Every Home Needs a Balcony

By Amanda Hopkinson, September 21, 2010

By Rina Frank (Trans: Ora Cummings)
Fourth Estate, £12.99

This somewhat cumbersome title provides a running theme for the narrator of this at times fascinating memoir. Born a sabra to Romanian immigrants, whose turbulent private life is hung out to dry just like their faded washing, Rina Frank (whom we assume is the person inhabiting the narrator's identity) graduates through various balconied apartments to marry into a Catalan Sephardi family "with a 50ft-long balcony stretching from the dining area to the red velvet reception room".

A balcony affords a two-way view: on to the interior life of the residents and an insider's view of the outside world. To the narrator, this offers an escape from the intermittently violent conflicts indoors, towards mesmerising wider horizons, 1950s Haifa being a reception point for Jews of every clime and culture, their lives and merchandise displayed along Stanton Street in the poor quarter of Wadi Salib.

What is strikingly illuminated is the downward social mobility of many of the refugees arriving into the new state of Israel. In Bucharest, Rina Frank's father had run a cinema, while her mother had worked as an accountant; in Haifa he sold cups of coffee and her mother was a school cleaner. Ironically, having doted on her gentle, soulful Sephardi father, and fought her shrewish "Ashkenazi snob" of a mother, Rina comes into her own professionally only when she finally quits emulating her elder sister's chosen career as an architect and succeeds in a bank. It is the moment when her husband tells her she has turned into her mother.
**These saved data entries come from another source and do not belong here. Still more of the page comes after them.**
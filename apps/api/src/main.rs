mod auth;
mod config;
mod credits;
mod errors;
mod gateway;
mod routes;
mod state;

use anyhow::Result;
use std::net::SocketAddr;
use tower_http::trace::TraceLayer;
use tracing::info;
use tracing_subscriber::{layer::SubscriberExt, util::SubscriberInitExt, EnvFilter};

use crate::config::Config;
use crate::credits::CreditLedger;
use crate::gateway::upstream::GeminiClient;
use crate::routes::build_router;
use crate::state::AppState;

#[tokio::main]
async fn main() -> Result<()> {
    // Load configuration first (fails on missing required env vars)
    let config = Config::from_env()?;

    // Initialize structured logging
    tracing_subscriber::registry()
        .with(EnvFilter::try_from_default_env().unwrap_or_else(|_| {
            EnvFilter::new(format!("{}={}", env!("CARGO_PKG_NAME"), &config.rust_log))
        }))
        .with(tracing_subscriber::fmt::layer())
        .init();

    info!("Starting CareerForge gateway v{}", env!("CARGO_PKG_VERSION"));

    // Initialize upstream LLM client
    let upstream = GeminiClient::new(&config)?;
    if !upstream.is_configured() {
        info!("GEMINI_API_KEY not set — upstream calls degrade to labeled mock responses");
    }

    // Initialize credit-ledger client
    let ledger = CreditLedger::new(&config)?;
    if config.credit_ledger_url.is_none() {
        info!("CREDIT_LEDGER_URL not set — credit metering is skipped");
    }

    // Build app state
    let state = AppState {
        config: config.clone(),
        upstream,
        ledger,
    };

    // Build router (CORS is applied inside build_router so tests cover it)
    let app = build_router(state).layer(TraceLayer::new_for_http());

    let addr: SocketAddr = format!("0.0.0.0:{}", config.port).parse()?;
    info!("Listening on {addr}");

    let listener = tokio::net::TcpListener::bind(addr).await?;
    axum::serve(listener, app).await?;

    Ok(())
}
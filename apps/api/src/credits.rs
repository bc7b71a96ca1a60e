//! Credit gate — debits the external ledger once per gateway request.
//!
//! The ledger is a remote collaborator; the gateway owns no balance state.
//! A denied debit terminates the request before any upstream call. A debit
//! that fails for infrastructure reasons is logged and the request proceeds
//! (fail-open: availability over strict metering).

use std::time::Duration;

use anyhow::{Context, Result};
use reqwest::{Client, StatusCode};
use serde::Serialize;
use tracing::{debug, warn};
use uuid::Uuid;

use crate::config::Config;
use crate::errors::AppError;

/// Amount debited per gateway request, regardless of action.
pub const DEBIT_AMOUNT: u32 = 1;

const LEDGER_TIMEOUT: Duration = Duration::from_secs(10);

#[derive(Debug, Serialize)]
struct DebitRequest {
    user_id: Uuid,
    amount: u32,
}

#[derive(Debug, Clone, Copy, PartialEq, Eq)]
pub enum DebitOutcome {
    Accepted,
    InsufficientBalance,
}

/// Client for the credit-ledger debit RPC.
#[derive(Clone)]
pub struct CreditLedger {
    client: Client,
    url: Option<String>,
}

impl CreditLedger {
    pub fn new(config: &Config) -> Result<Self> {
        Ok(Self {
            client: Client::builder()
                .timeout(LEDGER_TIMEOUT)
                .build()
                .context("failed to build ledger HTTP client")?,
            url: config
                .credit_ledger_url
                .as_ref()
                .map(|u| u.trim_end_matches('/').to_string()),
        })
    }

    /// Debits one credit for `user_id`, applying the fail-open policy.
    /// `Err(InsufficientCredits)` is the only way this stops a request.
    pub async fn charge(&self, user_id: Uuid) -> Result<(), AppError> {
        let Some(url) = &self.url else {
            debug!("no credit ledger configured, skipping debit");
            return Ok(());
        };
        gate(self.debit(url, user_id).await)
    }

    async fn debit(&self, url: &str, user_id: Uuid) -> Result<DebitOutcome> {
        let response = self
            .client
            .post(format!("{url}/debit"))
            .json(&DebitRequest {
                user_id,
                amount: DEBIT_AMOUNT,
            })
            .send()
            .await
            .context("ledger debit request failed")?;

        if response.status() == StatusCode::PAYMENT_REQUIRED {
            return Ok(DebitOutcome::InsufficientBalance);
        }
        response
            .error_for_status()
            .context("ledger debit returned an error status")?;

        Ok(DebitOutcome::Accepted)
    }
}

/// Maps a debit outcome to the request's fate. A denied debit is fatal; a
/// ledger infrastructure failure is logged and waved through (fail-open).
fn gate(outcome: Result<DebitOutcome>) -> Result<(), AppError> {
    match outcome {
        Ok(DebitOutcome::Accepted) => Ok(()),
        Ok(DebitOutcome::InsufficientBalance) => Err(AppError::InsufficientCredits),
        Err(e) => {
            warn!("credit debit failed, proceeding without metering: {e:#}");
            Ok(())
        }
    }
}
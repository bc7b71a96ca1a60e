//! Upstream Dispatcher — the single point of contact with the
//! generative-language API. Exactly one upstream call is issued per gateway
//! request; nothing here retries.
//!
//! When no API key is configured the dispatcher degrades to clearly labeled
//! mock responses so the rest of the system stays testable without live
//! credentials.

use std::time::Duration;

use anyhow::{Context, Result};
use bytes::Bytes;
use futures::Stream;
use reqwest::{Client, StatusCode};
use serde::Deserialize;
use serde_json::Number;
use tracing::error;

use super::analysis::{AnalysisIssue, AtsAnalysis, Severity};
use super::assembler::UpstreamRequest;
use super::Action;
use crate::config::Config;
use crate::errors::AppError;

/// The model used for all gateway calls. Intentionally hardcoded to prevent
/// drift between actions.
pub const MODEL: &str = "gemini-2.0-flash";

/// Placeholder text returned when no upstream credential is configured.
pub const MOCK_NOTICE: &str = "[mock response] GEMINI_API_KEY is not configured; \
    this is placeholder output from the CareerForge gateway.";

#[derive(Debug, Deserialize)]
struct GenerateResponse {
    #[serde(default)]
    candidates: Vec<ResponseCandidate>,
}

#[derive(Debug, Deserialize)]
struct ResponseCandidate {
    #[serde(default)]
    content: ResponseContent,
}

#[derive(Debug, Default, Deserialize)]
struct ResponseContent {
    #[serde(default)]
    parts: Vec<ResponsePart>,
}

#[derive(Debug, Deserialize)]
struct ResponsePart {
    #[serde(default)]
    text: String,
}

/// HTTP client for the generative-language endpoint.
#[derive(Clone)]
pub struct GeminiClient {
    client: Client,
    base_url: String,
    api_key: Option<String>,
}

impl GeminiClient {
    pub fn new(config: &Config) -> Result<Self> {
        Ok(Self {
            client: Client::builder()
                .timeout(Duration::from_secs(config.upstream_timeout_secs))
                .build()
                .context("failed to build upstream HTTP client")?,
            base_url: config.gemini_base_url.trim_end_matches('/').to_string(),
            api_key: config.gemini_api_key.clone(),
        })
    }

    /// False when no credential is configured; callers degrade to mock
    /// responses instead of failing the request.
    pub fn is_configured(&self) -> bool {
        self.api_key.is_some()
    }

    /// Single-shot call. Returns the first candidate's concatenated text
    /// (empty when the upstream returned no candidates).
    pub async fn generate(&self, request: &UpstreamRequest) -> Result<String, AppError> {
        let response = self.dispatch("generateContent", request).await?;
        let body: GenerateResponse = response
            .json()
            .await
            .map_err(|e| AppError::Internal(anyhow::Error::new(e).context("upstream body")))?;
        Ok(first_candidate_text(body))
    }

    /// Streaming call. Returns the raw byte stream of the upstream's
    /// incrementally emitted JSON array for the transcoder to consume.
    pub async fn stream_generate(
        &self,
        request: &UpstreamRequest,
    ) -> Result<impl Stream<Item = reqwest::Result<Bytes>>, AppError> {
        let response = self.dispatch("streamGenerateContent", request).await?;
        Ok(response.bytes_stream())
    }

    async fn dispatch(
        &self,
        verb: &str,
        request: &UpstreamRequest,
    ) -> Result<reqwest::Response, AppError> {
        let key = self
            .api_key
            .as_deref()
            .ok_or_else(|| AppError::Internal(anyhow::anyhow!("upstream key missing")))?;
        let url = format!("{}/models/{}:{}?key={}", self.base_url, MODEL, verb, key);

        let response = self
            .client
            .post(url)
            .json(request)
            .send()
            .await
            .map_err(|e| {
                AppError::Internal(anyhow::Error::new(e).context("upstream request failed"))
            })?;

        check_status(response).await
    }
}

/// Maps upstream failure statuses onto the client-facing taxonomy. The
/// upstream error body is logged server-side only.
async fn check_status(response: reqwest::Response) -> Result<reqwest::Response, AppError> {
    let status = response.status();
    if status.is_success() {
        return Ok(response);
    }
    if status == StatusCode::TOO_MANY_REQUESTS {
        return Err(AppError::UpstreamRateLimited);
    }
    if status == StatusCode::PAYMENT_REQUIRED {
        return Err(AppError::UpstreamQuotaExhausted);
    }
    let body = response.text().await.unwrap_or_default();
    error!("upstream error {status}: {body}");
    Err(AppError::Upstream {
        status: status.as_u16(),
    })
}

fn first_candidate_text(response: GenerateResponse) -> String {
    response
        .candidates
        .into_iter()
        .next()
        .map(|candidate| {
            candidate
                .content
                .parts
                .into_iter()
                .map(|part| part.text)
                .collect()
        })
        .unwrap_or_default()
}

/// Mock text body for the non-streaming actions.
pub fn mock_text(action: Action) -> String {
    match action {
        Action::Enhance => format!(
            "{MOCK_NOTICE}\n\n1. Enhanced version one.\n2. Enhanced version two.\n3. Enhanced version three."
        ),
        Action::CoverLetter => format!("{MOCK_NOTICE}\n\nDear Hiring Manager,\n\nThis is a placeholder cover letter."),
        _ => MOCK_NOTICE.to_string(),
    }
}

/// Mock analysis payload — valid against the contract so the UI renders it.
pub fn mock_analysis() -> AtsAnalysis {
    AtsAnalysis {
        overall_score: Number::from(70),
        formatting_score: Number::from(70),
        keyword_score: Number::from(65),
        structure_score: Number::from(75),
        content_score: Number::from(70),
        issues: vec![AnalysisIssue {
            title: "Mock analysis".to_string(),
            description: MOCK_NOTICE.to_string(),
            severity: Severity::Info,
        }],
        recommended_keywords: vec![],
        suggestions: vec!["Configure GEMINI_API_KEY to run a real analysis.".to_string()],
    }
}
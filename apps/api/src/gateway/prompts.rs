//! System prompt templates, one per action. Immutable statics — never
//! mutated at runtime.

use once_cell::sync::Lazy;
use serde_json::{json, Value};

use super::Action;

pub const CHAT_SYSTEM: &str = "You are CareerForge AI, an expert career coach and resume advisor. You help users with:
- Resume writing and optimization
- Career advice and job search strategies
- Interview preparation
- Skill development recommendations
- Industry insights
Be concise, actionable, and encouraging. Use markdown formatting.";

pub const ANALYZE_SYSTEM: &str = "You are an expert ATS (Applicant Tracking System) resume analyzer. Analyze the provided resume and return a JSON response matching the enforced response schema. Evaluate:
- Overall ATS compatibility score (0-100)
- Formatting score, keyword score, structure score, content score (each 0-100)
- List of specific issues found with severity (critical/warning/info)
- Recommended keywords to add
- Actionable improvement suggestions
Be thorough and specific.";

pub const ENHANCE_SYSTEM: &str = "You are an expert resume writer. Given a resume bullet point or section, rewrite it to be more impactful, using action verbs, quantifiable achievements, and ATS-friendly language. Return 3 enhanced versions.";

pub const COVER_LETTER_SYSTEM: &str = "You are an expert cover letter writer. Given a resume summary and job details, write a compelling, personalized cover letter. Be professional, specific, and highlight relevant experience. Use a warm but professional tone. Format with proper paragraphs.";

/// Selects the system instruction for an action. Unknown wire tags already
/// collapsed to `Chat` at parse time, so this mapping is total.
pub fn system_prompt(action: Action) -> &'static str {
    match action {
        Action::Chat => CHAT_SYSTEM,
        Action::Analyze => ANALYZE_SYSTEM,
        Action::Enhance => ENHANCE_SYSTEM,
        Action::CoverLetter => COVER_LETTER_SYSTEM,
    }
}

/// Response schema attached to analyze requests so the upstream is forced to
/// emit parseable JSON matching `AtsAnalysis`. Built once at first use.
pub static ANALYSIS_RESPONSE_SCHEMA: Lazy<Value> = Lazy::new(|| {
    json!({
        "type": "OBJECT",
        "properties": {
            "overall_score": { "type": "NUMBER", "description": "Overall ATS score 0-100" },
            "formatting_score": { "type": "NUMBER" },
            "keyword_score": { "type": "NUMBER" },
            "structure_score": { "type": "NUMBER" },
            "content_score": { "type": "NUMBER" },
            "issues": {
                "type": "ARRAY",
                "items": {
                    "type": "OBJECT",
                    "properties": {
                        "title": { "type": "STRING" },
                        "description": { "type": "STRING" },
                        "severity": { "type": "STRING", "enum": ["critical", "warning", "info"] }
                    },
                    "required": ["title", "description", "severity"]
                }
            },
            "recommended_keywords": { "type": "ARRAY", "items": { "type": "STRING" } },
            "suggestions": { "type": "ARRAY", "items": { "type": "STRING" } }
        },
        "required": [
            "overall_score", "formatting_score", "keyword_score", "structure_score",
            "content_score", "issues", "recommended_keywords", "suggestions"
        ]
    })
});

#[cfg(test)]
mod tests {
    use super::*;

    #[test]
    fn test_each_action_has_a_distinct_template() {
        let prompts = [
            system_prompt(Action::Chat),
            system_prompt(Action::Analyze),
            system_prompt(Action::Enhance),
            system_prompt(Action::CoverLetter),
        ];
        for (i, a) in prompts.iter().enumerate() {
            for b in prompts.iter().skip(i + 1) {
                assert_ne!(a, b);
            }
        }
    }

    #[test]
    fn test_unknown_tag_resolves_to_chat_template() {
        let action = Action::from_tag("no-such-action");
        assert_eq!(system_prompt(action), CHAT_SYSTEM);
    }

    #[test]
    fn test_analysis_schema_requires_every_contract_field() {
        let schema: &Value = &ANALYSIS_RESPONSE_SCHEMA;
        let required = schema["required"].as_array().unwrap();
        assert_eq!(required.len(), 8);
        for field in [
            "overall_score",
            "issues",
            "recommended_keywords",
            "suggestions",
        ] {
            assert!(
                required.iter().any(|v| v.as_str() == Some(field)),
                "missing {field}"
            );
        }
    }
}
//! Circuit representation: an ordered gate sequence plus the metadata a
//! routing pass must carry through to its output unchanged.

use super::Gate;
use crate::error::{CoreError, Result};
use serde::{Deserialize, Serialize};

/// A named span of a classical or quantum register, e.g. a 5-qubit register
/// `q` occupying logical indices `0..5`.
#[derive(Debug, Clone, Serialize, Deserialize)]
pub struct RegisterSpan {
    /// Register name.
    pub name: String,
    /// First index the register occupies in the circuit's flat qubit space.
    pub start: usize,
    /// Number of indices the register occupies.
    pub len: usize,
}

/// Quantum and classical register layout of a circuit, carried through
/// routing unchanged so downstream emission can reconstruct register-scoped
/// qubit/clbit names.
#[derive(Debug, Clone, Default, Serialize, Deserialize)]
pub struct RegisterTable {
    /// Quantum register spans.
    pub quantum: Vec<RegisterSpan>,
    /// Classical register spans.
    pub classical: Vec<RegisterSpan>,
}

/// A classical condition gating a gate's execution (e.g. `if (c == 1)`).
/// Opaque to the router: passed through unchanged, never inspected.
#[derive(Debug, Clone, PartialEq, Serialize, Deserialize)]
pub struct ClassicalCondition {
    /// Name of the classical register or bit being tested.
    pub register: String,
    /// Value the register must equal for the gate to execute.
    pub value: u64,
}

/// Metadata for a circuit, carried through routing unchanged.
#[derive(Debug, Clone, Default, Serialize, Deserialize)]
pub struct CircuitMetadata {
    /// Circuit name.
    pub name: String,
    /// Register layout.
    pub registers: RegisterTable,
}

/// Quantum circuit representation: an ordered gate sequence over logical
/// qubits, plus the per-gate classical condition (if any) and circuit-level
/// metadata the routing pass must preserve.
#[derive(Debug, Clone, Serialize, Deserialize)]
pub struct Circuit {
    /// Number of logical qubits in the circuit.
    pub num_qubits: usize,
    /// Sequence of quantum gates.
    pub gates: Vec<Gate>,
    /// Per-gate classical condition, indexed in parallel with `gates`.
    /// `None` means the gate is unconditional.
    pub conditions: Vec<Option<ClassicalCondition>>,
    /// Circuit metadata (name, registers).
    pub metadata: CircuitMetadata,
}

impl Circuit {
    /// Creates a new empty circuit with the given name and qubit count.
    pub fn new(name: impl Into<String>, num_qubits: usize) -> Self {
        Self {
            num_qubits,
            gates: Vec::new(),
            conditions: Vec::new(),
            metadata: CircuitMetadata {
                name: name.into(),
                registers: RegisterTable::default(),
            },
        }
    }

    /// Creates a circuit with pre-allocated gate capacity.
    pub fn with_capacity(
        name: impl Into<String>,
        num_qubits: usize,
        gate_capacity: usize,
    ) -> Self {
        Self {
            num_qubits,
            gates: Vec::with_capacity(gate_capacity),
            conditions: Vec::with_capacity(gate_capacity),
            metadata: CircuitMetadata {
                name: name.into(),
                registers: RegisterTable::default(),
            },
        }
    }

    /// Adds an unconditional gate to the circuit.
    ///
    /// Returns an error if the gate operates on an invalid qubit index.
    pub fn add_gate(&mut self, gate: Gate) -> Result<()> {
        self.add_conditional_gate(gate, None)
    }

    /// Adds a gate with an optional classical condition.
    pub fn add_conditional_gate(
        &mut self,
        gate: Gate,
        condition: Option<ClassicalCondition>,
    ) -> Result<()> {
        for q in gate.qubits() {
            if q >= self.num_qubits {
                return Err(CoreError::InvalidQubit(q, self.num_qubits));
            }
        }
        self.gates.push(gate);
        self.conditions.push(condition);
        Ok(())
    }

    /// Adds multiple unconditional gates to the circuit.
    pub fn add_gates(&mut self, gates: impl IntoIterator<Item = Gate>) -> Result<()> {
        for gate in gates {
            self.add_gate(gate)?;
        }
        Ok(())
    }

    /// Returns the circuit depth (critical path length).
    ///
    /// The depth is the maximum number of gates that must be executed
    /// sequentially on any qubit.
    pub fn depth(&self) -> usize {
        if self.gates.is_empty() {
            return 0;
        }

        let mut qubit_depths = vec![0usize; self.num_qubits];

        for gate in &self.gates {
            let qs = gate.qubits();
            let max_depth = qs.iter().map(|&q| qubit_depths[q]).max().unwrap_or(0);
            for &q in &qs {
                qubit_depths[q] = max_depth + 1;
            }
        }

        qubit_depths.into_iter().max().unwrap_or(0)
    }

    /// Returns the total gate count.
    pub fn gate_count(&self) -> usize {
        self.gates.len()
    }

    /// Returns the number of two-qubit gates.
    pub fn two_qubit_gate_count(&self) -> usize {
        self.gates.iter().filter(|g| g.is_two_qubit()).count()
    }
}

impl Default for Circuit {
    fn default() -> Self {
        Self::new("", 1)
    }
}
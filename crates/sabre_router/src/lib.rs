//! SABRE-style swap-based qubit routing.
//!
//! This crate implements the driver loop, heuristic scoring, and layout
//! bookkeeping of a SABRE (Swap-Based BidiREctional search) router. It
//! consumes circuit and topology data only through the [`DagView`] and
//! [`CouplingView`] traits, so it has no hard dependency on any single
//! circuit representation beyond `sabre_core`'s, for which both traits
//! ship a ready-made implementation.
//!
//! ```
//! use sabre_core::types::{Circuit, CouplingGraph, Dag, Gate};
//! use sabre_router::{Router, RouterConfig, StdChoiceRng};
//!
//! let mut circuit = Circuit::new("bell", 3);
//! circuit.add_gate(Gate::CNOT(0, 2)).unwrap();
//! let dag = Dag::build(&circuit);
//! let coupling = CouplingGraph::linear("line3", 3);
//!
//! let router = Router::new(RouterConfig::default());
//! let mut rng = StdChoiceRng::seed_from_u64(0);
//! let routed = router
//!     .run("bell", circuit.metadata.registers.clone(), &dag, &coupling, &mut rng)
//!     .unwrap();
//! routed.final_layout.check_invariant().unwrap();
//! ```

pub mod config;
pub mod coupling_view;
pub mod dag_view;
pub mod error;
pub mod extended_set;
pub mod front_layer;
pub mod layout;
pub mod rng;
pub mod router;
pub mod scorer;
pub mod swap_candidates;

pub use config::{RouterConfig, DECAY_RATE, DECAY_RESET_INTERVAL};
pub use coupling_view::CouplingView;
pub use dag_view::{DagView, NodeId, SwapLike};
pub use error::{Result, RouterError};
pub use extended_set::{build_extended_set, EXTENDED_SET_SIZE};
pub use front_layer::FrontLayer;
pub use layout::Layout;
pub use rng::{ChoiceRng, StdChoiceRng};
pub use router::{RoutedOutput, Router};
pub use scorer::{score, Heuristic, LOOKAHEAD_WEIGHT};
pub use swap_candidates::swap_candidates;
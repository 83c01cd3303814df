//! Narrow read-only view the router needs over a device's coupling graph.

/// Read-only interface over a device's physical connectivity.
pub trait CouplingView {
    /// Number of physical qubits.
    fn num_qubits(&self) -> usize;

    /// Physical neighbors of `p`.
    fn neighbors(&self, p: usize) -> &[usize];

    /// Whether `p` and `q` are directly connected.
    fn is_edge(&self, p: usize, q: usize) -> bool;

    /// Shortest-path distance between `p` and `q`, or `f64::INFINITY` if
    /// they are in disconnected components.
    fn distance(&self, p: usize, q: usize) -> f64;
}

impl CouplingView for sabre_core::types::CouplingGraph {
    fn num_qubits(&self) -> usize {
        self.num_qubits
    }

    fn neighbors(&self, p: usize) -> &[usize] {
        sabre_core::types::CouplingGraph::neighbors(self, p)
    }

    fn is_edge(&self, p: usize, q: usize) -> bool {
        self.are_connected(p, q)
    }

    fn distance(&self, p: usize, q: usize) -> f64 {
        self.distance(p, q).map(|d| d as f64).unwrap_or(f64::INFINITY)
    }
}
//! Routing benchmark.
//!
//! Target: sub-linear-looking growth in wall time as circuit depth and
//! device width scale, since each step only scores the local swap
//! candidate set rather than re-scanning the whole circuit.

use criterion::{criterion_group, criterion_main, BenchmarkId, Criterion};
use sabre_core::types::{Circuit, CouplingGraph, Dag, Gate};
use sabre_router::{Heuristic, Router, RouterConfig, StdChoiceRng};

fn create_circuit(num_qubits: usize, num_gates: usize) -> Circuit {
    let mut circuit = Circuit::new("bench", num_qubits);
    for i in 0..num_gates {
        match i % 4 {
            0 => circuit.add_gate(Gate::H(i % num_qubits)).unwrap(),
            1 => circuit.add_gate(Gate::X((i + 1) % num_qubits)).unwrap(),
            2 => circuit
                .add_gate(Gate::CNOT(i % num_qubits, (i + 1) % num_qubits))
                .unwrap(),
            _ => circuit
                .add_gate(Gate::CNOT(i % num_qubits, (i + 3) % num_qubits))
                .unwrap(),
        }
    }
    circuit
}

fn bench_route_linear_chain(c: &mut Criterion) {
    let mut group = c.benchmark_group("route_linear_chain");

    for num_gates in [20, 50, 100, 200] {
        let circuit = create_circuit(10, num_gates);
        let dag = Dag::build(&circuit);
        let coupling = CouplingGraph::linear("t", 10);
        let router = Router::new(RouterConfig::default());

        group.bench_with_input(BenchmarkId::new("gates", num_gates), &dag, |b, dag| {
            b.iter(|| {
                let mut rng = StdChoiceRng::seed_from_u64(0);
                router
                    .run("bench", circuit.metadata.registers.clone(), dag, &coupling, &mut rng)
                    .unwrap()
            })
        });
    }

    group.finish();
}

fn bench_route_growing_device(c: &mut Criterion) {
    let mut group = c.benchmark_group("route_growing_device");

    for num_qubits in [5, 10, 20, 40] {
        let circuit = create_circuit(num_qubits, 100);
        let dag = Dag::build(&circuit);
        let coupling = CouplingGraph::ring("t", num_qubits);
        let router = Router::new(RouterConfig::default());

        group.bench_with_input(
            BenchmarkId::new("qubits", num_qubits),
            &dag,
            |b, dag| {
                b.iter(|| {
                    let mut rng = StdChoiceRng::seed_from_u64(0);
                    router
                        .run("bench", circuit.metadata.registers.clone(), dag, &coupling, &mut rng)
                        .unwrap()
                })
            },
        );
    }

    group.finish();
}

fn bench_heuristic_modes(c: &mut Criterion) {
    let circuit = create_circuit(12, 150);
    let dag = Dag::build(&circuit);
    let coupling = CouplingGraph::heavy_hex("bench_device", 3, 3);

    for heuristic in [Heuristic::Basic, Heuristic::Lookahead, Heuristic::Decay] {
        let router = Router::new(RouterConfig {
            heuristic,
            ..RouterConfig::default()
        });

        c.bench_function(&format!("heuristic_{heuristic:?}"), |b| {
            b.iter(|| {
                let mut rng = StdChoiceRng::seed_from_u64(0);
                router
                    .run("bench", circuit.metadata.registers.clone(), &dag, &coupling, &mut rng)
                    .unwrap()
            })
        });
    }
}

criterion_group!(
    benches,
    bench_route_linear_chain,
    bench_route_growing_device,
    bench_heuristic_modes,
);
criterion_main!(benches);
Like the third-person narrator, her husband has no name, and is variously referred to as "the/my man" or "the/my husband" (with whom sex is referred to as being like shopping, to be done twice a week). This distancing technique leaves the reader feeling remote at the points where the story becomes most personal while, by contrast, we are given every item on a dining menu.

Facts such as an early abortion, or a first experience of living together, are casually dropped, belatedly, into the narrative, without any sense of their impact. For a rite-of-passage memoir, it is odd to reach the end with a less clear idea of Rina Frank/the narrator's relationship with her men than of that with her God, in this deeply observant family.

Yet sexual jealousy has clearly been a driving force in her life. She overlooks her own affairs with married men, and the couples she has caused to break up, when physically attacking her husband's lover, not to mention two hapless drivers who happen to get in her way when she is in a jealous rage. It seems the passion of anger may have more of a hold over her than does romantic passion.

There is something guileless in Frank's frequent admission of bad behaviour, of stealing from her boss, or slapping the faces of women she finds annoying. Yet a British reader may not feel best served by the American translation. To the more familiar "Mom" and "movie house" can be added phrases that are simply odd: "a ticket scalper" or "the man's" seduction technique - "trumpeting into her ear in English".